Les dons financiers versés à l’Union tunisienne de solidarité sociale (UTSS) sont désormais entièrement déductibles de l’impôt sur le revenu, a précisé lundi l’organisation, suite à l’entrée en vigueur de la Loi de finances pour 2026.

Cette mesure, introduite par l’article 38 de la loi n°2025-17 du 12 décembre 2025 publiée au Journal Officiel, place l’UTSS au même rang que l’État, les collectivités locales, certains établissements publics et des associations œuvrant dans les domaines social, culturel ou sportif en lui permettant de bénéficier de cette déduction fiscale intégrale.

Dans un communiqué, l’UTSS souligne que cette mesure reconnaît son rôle national de soutien aux efforts publics dans les domaines de l’aide sociale, de l’assistance aux familles dans le besoin et de la mise en œuvre de programmes de solidarité.

L’Union en profite pour appeler l’ensemble de la société tunisienne, particuliers et entreprises, à soutenir ses actions par des dons.
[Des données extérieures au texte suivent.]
use std::collections::BTreeMap;
use std::ops::Range;

use crate::blend::FuelBlend;
use crate::error::{Error, Result};
use crate::leg::{score_leg, BlendDecoder, ScenarioParams, TripLeg};
use crate::regulatory::RegulatoryData;
use crate::voyage::{aggregate, AggregationMode, VoyageBreakdown};

use super::projection::SHARE_CAP;
use super::solver::Objective;

/// Voyage cost as a function of the candidate percentages of every leg.
///
/// Variables are laid out leg by leg; legs without candidates (berth legs,
/// legs on shore power) contribute an empty block.
#[derive(Debug)]
pub struct VoyageProblem<'a> {
    data: &'a RegulatoryData,
    legs: &'a [TripLeg],
    params: ScenarioParams,
    aggregation: AggregationMode,
    decoders: Vec<Option<BlendDecoder>>,
    blocks: Vec<Range<usize>>,
    dimension: usize,
}

impl<'a> VoyageProblem<'a> {
    /// Validate the inputs and resolve each leg's decoder.
    ///
    /// Fails with `InfeasibleRegion` when a fixed tonnage exceeds its leg's demand.
    pub fn new(
        data: &'a RegulatoryData,
        legs: &'a [TripLeg],
        params: ScenarioParams,
        aggregation: AggregationMode,
    ) -> Result<Self> {
        params.validate()?;
        if legs.is_empty() {
            return Err(Error::invalid_scenario("voyage has no legs"));
        }

        let mut decoders = Vec::with_capacity(legs.len());
        let mut blocks = Vec::with_capacity(legs.len());
        let mut offset = 0;
        for leg in legs {
            leg.validate()?;
            let decoder = if leg.uses_ops() {
                None
            } else {
                Some(leg.decoder(data)?)
            };
            let width = decoder.as_ref().map_or(0, BlendDecoder::dimension);
            blocks.push(offset..offset + width);
            offset += width;
            decoders.push(decoder);
        }

        Ok(Self {
            data,
            legs,
            params,
            aggregation,
            decoders,
            blocks,
            dimension: offset,
        })
    }

    pub fn legs(&self) -> &[TripLeg] {
        self.legs
    }

    pub fn decoders(&self) -> impl Iterator<Item = Option<&BlendDecoder>> {
        self.decoders.iter().map(Option::as_ref)
    }

    /// All residual energy on the fixed fuel.
    pub fn baseline(&self) -> Vec<f64> {
        vec![0.0; self.dimension]
    }

    /// Residual energy split evenly between the fixed fuel and every candidate.
    pub fn even_split(&self) -> Vec<f64> {
        let mut x = vec![0.0; self.dimension];
        for block in &self.blocks {
            let share = SHARE_CAP / (block.len() + 1) as f64;
            for value in &mut x[block.clone()] {
                *value = share;
            }
        }
        x
    }

    fn check_dimension(&self, x: &[f64]) -> Result<()> {
        if x.len() != self.dimension {
            return Err(Error::invalid_scenario(format!(
                "decision vector has {} variables, expected {}",
                x.len(),
                self.dimension
            )));
        }
        Ok(())
    }

    /// Tonnages of every leg at `x`.
    pub fn decode(&self, x: &[f64]) -> Result<Vec<FuelBlend>> {
        self.check_dimension(x)?;
        self.decoders
            .iter()
            .zip(&self.blocks)
            .map(|(decoder, block)| match decoder {
                Some(decoder) => decoder.decode(&x[block.clone()]),
                None => Ok(FuelBlend::new()),
            })
            .collect()
    }

    /// Candidate percentages of each leg at `x`, keyed by fuel.
    pub fn shares(&self, x: &[f64]) -> Result<Vec<BTreeMap<String, f64>>> {
        self.check_dimension(x)?;
        let shares = self
            .decoders
            .iter()
            .zip(&self.blocks)
            .map(|(decoder, block)| match decoder {
                Some(decoder) => decoder
                    .candidates()
                    .iter()
                    .cloned()
                    .zip(x[block.clone()].iter().copied())
                    .collect(),
                None => BTreeMap::new(),
            })
            .collect();
        Ok(shares)
    }

    /// Full voyage breakdown at `x`.
    pub fn breakdown(&self, x: &[f64]) -> Result<VoyageBreakdown> {
        let blends = self.decode(x)?;
        let results = self
            .legs
            .iter()
            .zip(&blends)
            .map(|(leg, blend)| score_leg(self.data, leg, blend, &self.params))
            .collect::<Result<Vec<_>>>()?;
        aggregate(self.data, results, &self.params, self.aggregation)
    }
}

impl Objective for VoyageProblem<'_> {
    fn dimension(&self) -> usize {
        self.dimension
    }

    fn blocks(&self) -> &[Range<usize>] {
        &self.blocks
    }

    fn evaluate(&self, x: &[f64]) -> Result<f64> {
        Ok(self.breakdown(x)?.totals.total_cost)
    }
}

#[cfg(test)]
mod tests {
    use super::*;
    use crate::leg::TripKind;
    use crate::regulatory::{FuelProperties, PriceBounds, PriceSchedule, RegulatoryTargets};

    fn data() -> RegulatoryData {
        let priced = |fuel: FuelProperties| {
            fuel.with_prices(PriceSchedule::generic(PriceBounds::new(600.0, 700.0)))
        };
        RegulatoryData::new(
            [
                priced(FuelProperties::new("MDO", 42_700.0, 90.77, 3.206)),
                priced(FuelProperties::new("VLSFO", 41_000.0, 91.4, 3.151)),
            ],
            RegulatoryTargets::new(91.16).with_reduction(2030, 6.0),
        )
        .unwrap()
    }

    #[test]
    fn wrong_length_decision_vector_is_rejected() {
        let data = data();
        let legs = [
            TripLeg::new(TripKind::IntraEu, 1.0e6).with_candidates(["VLSFO"]),
            TripLeg::new(TripKind::Berth, 2.0e5),
        ];
        let problem = VoyageProblem::new(
            &data,
            &legs,
            ScenarioParams::new(2030, 90.0),
            AggregationMode::Pooled,
        )
        .unwrap();
        assert_eq!(problem.dimension(), 1);

        for x in [vec![], vec![10.0, 20.0]] {
            assert!(matches!(problem.decode(&x), Err(Error::InvalidScenario { .. })));
            assert!(matches!(problem.shares(&x), Err(Error::InvalidScenario { .. })));
            assert!(matches!(problem.breakdown(&x), Err(Error::InvalidScenario { .. })));
        }
        assert_eq!(problem.shares(&[25.0]).unwrap()[0]["VLSFO"], 25.0);
    }
}
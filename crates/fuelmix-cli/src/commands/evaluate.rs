//! Evaluate command handler: scores the blends written in a scenario file.

use std::io;
use std::path::Path;

use anyhow::{Context, Result};

use fuelmix_cli::output::{write_json, write_voyage, OutputFormat};
use fuelmix_cli::terminal::ColorPalette;

use super::{load_data, load_scenario};

/// Handle the evaluate subcommand.
pub fn handle_evaluate(data_dir: Option<&Path>, scenario: &Path, format: OutputFormat) -> Result<()> {
    let data = load_data(data_dir)?;
    let scenario = load_scenario(scenario)?;
    let breakdown = scenario
        .evaluate(&data)
        .context("failed to evaluate scenario blends")?;

    let stdout = io::stdout();
    let mut out = stdout.lock();
    match format {
        OutputFormat::Json => write_json(&mut out, &breakdown),
        OutputFormat::Text => write_voyage(&mut out, &breakdown, &ColorPalette::from_env()),
    }
    .context("failed to write evaluation")
}
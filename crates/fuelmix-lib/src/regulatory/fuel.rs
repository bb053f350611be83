//! Per-fuel reference properties and price schedules.

use std::collections::BTreeMap;

use serde::{Deserialize, Serialize};

use crate::error::{Error, Result};

/// Price range for one tonne of fuel.
#[derive(Debug, Clone, Copy, PartialEq, Serialize, Deserialize)]
pub struct PriceBounds {
    pub price_min: f64,
    pub price_max: f64,
}

impl PriceBounds {
    pub fn new(price_min: f64, price_max: f64) -> Self {
        Self {
            price_min,
            price_max,
        }
    }

    /// Midpoint of the price range.
    pub fn average(&self) -> f64 {
        (self.price_min + self.price_max) / 2.0
    }

    fn validate(&self, code: &str, label: &str) -> Result<()> {
        for (value, field) in [(self.price_min, "price_min"), (self.price_max, "price_max")] {
            if !value.is_finite() || value < 0.0 {
                return Err(Error::RegulatoryDataValidation {
                    message: format!("{field} for {code} ({label}) must be a finite non-negative number"),
                });
            }
        }
        if self.price_min > self.price_max {
            return Err(Error::RegulatoryDataValidation {
                message: format!(
                    "price_min exceeds price_max for {code} ({label}): {} > {}",
                    self.price_min, self.price_max
                ),
            });
        }
        Ok(())
    }
}

/// Generic and year-specific prices for a fuel.
///
/// Year entries take precedence; the generic bounds are the fallback.
#[derive(Debug, Clone, Default, PartialEq, Serialize)]
pub struct PriceSchedule {
    pub generic: Option<PriceBounds>,
    pub by_year: BTreeMap<u16, PriceBounds>,
}

impl PriceSchedule {
    pub fn generic(bounds: PriceBounds) -> Self {
        Self {
            generic: Some(bounds),
            by_year: BTreeMap::new(),
        }
    }

    pub fn with_year(mut self, year: u16, bounds: PriceBounds) -> Self {
        self.by_year.insert(year, bounds);
        self
    }

    /// Resolve the bounds applicable in `year`.
    pub fn bounds_for(&self, year: u16) -> Option<PriceBounds> {
        self.by_year.get(&year).copied().or(self.generic)
    }

    fn validate(&self, code: &str) -> Result<()> {
        if let Some(generic) = &self.generic {
            generic.validate(code, "generic")?;
        }
        for (year, bounds) in &self.by_year {
            bounds.validate(code, &year.to_string())?;
        }
        Ok(())
    }
}

/// Price entry as stored in `fuel_prices.json`.
///
/// The generic bounds sit at the top level; any other key is a compliance
/// year mapping to its own bounds.
#[derive(Debug, Deserialize)]
pub(crate) struct RawPriceEntry {
    price_min: Option<f64>,
    price_max: Option<f64>,
    #[serde(flatten)]
    by_year: BTreeMap<String, PriceBounds>,
}

impl RawPriceEntry {
    pub(crate) fn into_schedule(self, code: &str) -> Result<PriceSchedule> {
        let generic = match (self.price_min, self.price_max) {
            (Some(min), Some(max)) => Some(PriceBounds::new(min, max)),
            (None, None) => None,
            _ => {
                return Err(Error::RegulatoryDataValidation {
                    message: format!("{code} must define both price_min and price_max"),
                })
            }
        };

        let mut by_year = BTreeMap::new();
        for (key, bounds) in self.by_year {
            let year = key
                .trim()
                .parse::<u16>()
                .map_err(|_| Error::RegulatoryDataValidation {
                    message: format!("{code} has price entry '{key}' that is not a year"),
                })?;
            by_year.insert(year, bounds);
        }

        Ok(PriceSchedule { generic, by_year })
    }
}

/// Reference properties for one fuel type.
#[derive(Debug, Clone, PartialEq, Serialize)]
pub struct FuelProperties {
    /// Canonical (upper-case) fuel code.
    pub code: String,
    /// Lower calorific value in MJ per tonne.
    pub density_mj_per_t: f64,
    /// Well-to-wake GHG intensity in gCO2e per MJ.
    pub wtw_gco2e_per_mj: f64,
    /// Tonnes of CO2 emitted per tonne of fuel burnt.
    pub co2_t_per_t: f64,
    /// Price schedule; `None` when the fuel has no price entry at all.
    pub prices: Option<PriceSchedule>,
}

impl FuelProperties {
    pub fn new(
        code: impl AsRef<str>,
        density_mj_per_t: f64,
        wtw_gco2e_per_mj: f64,
        co2_t_per_t: f64,
    ) -> Self {
        Self {
            code: canonical_code(code.as_ref()),
            density_mj_per_t,
            wtw_gco2e_per_mj,
            co2_t_per_t,
            prices: None,
        }
    }

    pub fn with_prices(mut self, prices: PriceSchedule) -> Self {
        self.prices = Some(prices);
        self
    }

    /// Validate physical factors and price bounds.
    pub fn validate(&self) -> Result<()> {
        if self.code.is_empty() {
            return Err(Error::RegulatoryDataValidation {
                message: "fuel code must not be empty".to_string(),
            });
        }

        let fields = [
            (self.density_mj_per_t, "density"),
            (self.wtw_gco2e_per_mj, "wtw factor"),
            (self.co2_t_per_t, "co2 emission factor"),
        ];
        for (value, field) in fields {
            if !value.is_finite() || value <= 0.0 {
                return Err(Error::RegulatoryDataValidation {
                    message: format!("{field} for {} must be a finite positive number", self.code),
                });
            }
        }

        if let Some(prices) = &self.prices {
            prices.validate(&self.code)?;
        }
        Ok(())
    }
}

/// Canonicalise a fuel code for case-insensitive lookup.
pub fn canonical_code(code: &str) -> String {
    code.trim().to_uppercase()
}

#[cfg(test)]
mod tests {
    use super::*;

    #[test]
    fn year_bounds_take_precedence_over_generic() {
        let schedule = PriceSchedule::generic(PriceBounds::new(100.0, 200.0))
            .with_year(2030, PriceBounds::new(50.0, 70.0));
        assert_eq!(schedule.bounds_for(2030), Some(PriceBounds::new(50.0, 70.0)));
        assert_eq!(schedule.bounds_for(2031), Some(PriceBounds::new(100.0, 200.0)));
    }

    #[test]
    fn raw_entry_splits_generic_and_year_keys() {
        let json = r#"{"price_min": 1, "price_max": 3, "2040": {"price_min": 2, "price_max": 4}}"#;
        let raw: RawPriceEntry = serde_json::from_str(json).expect("valid entry");
        let schedule = raw.into_schedule("E-METHANOL").expect("schedule");
        assert_eq!(schedule.generic, Some(PriceBounds::new(1.0, 3.0)));
        assert_eq!(schedule.by_year[&2040].average(), 3.0);
    }

    #[test]
    fn raw_entry_rejects_non_year_keys() {
        let json = r#"{"price_min": 1, "price_max": 3, "soon": {"price_min": 2, "price_max": 4}}"#;
        let raw: RawPriceEntry = serde_json::from_str(json).expect("valid json");
        let err = raw.into_schedule("LNG").expect_err("non-year key");
        assert!(err.to_string().contains("not a year"));
    }

    #[test]
    fn inverted_price_bounds_fail_validation() {
        let fuel = FuelProperties::new("mdo", 42_700.0, 90.77, 3.206)
            .with_prices(PriceSchedule::generic(PriceBounds::new(800.0, 700.0)));
        assert_eq!(fuel.code, "MDO");
        let err = fuel.validate().expect_err("min > max");
        assert!(err.to_string().contains("price_min exceeds price_max"));
    }

    #[test]
    fn zero_density_fails_validation() {
        let fuel = FuelProperties::new("LNG", 0.0, 80.0, 2.75);
        match fuel.validate() {
            Err(Error::RegulatoryDataValidation { message }) => {
                assert!(message.contains("density"))
            }
            other => panic!("unexpected result: {:?}", other),
        }
    }
}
Cet élan de générosité permettra, selon elle, d’élargir le cercle des bénéficiaires et de renforcer les valeurs de solidarité et de cohésion sociale.

Pour bénéficier de cette déduction fiscale, les donateurs devront joindre à leur déclaration annuelle d’impôt une liste détaillée des bénéficiaires, les montants alloués, ainsi que les justificatifs de paiement.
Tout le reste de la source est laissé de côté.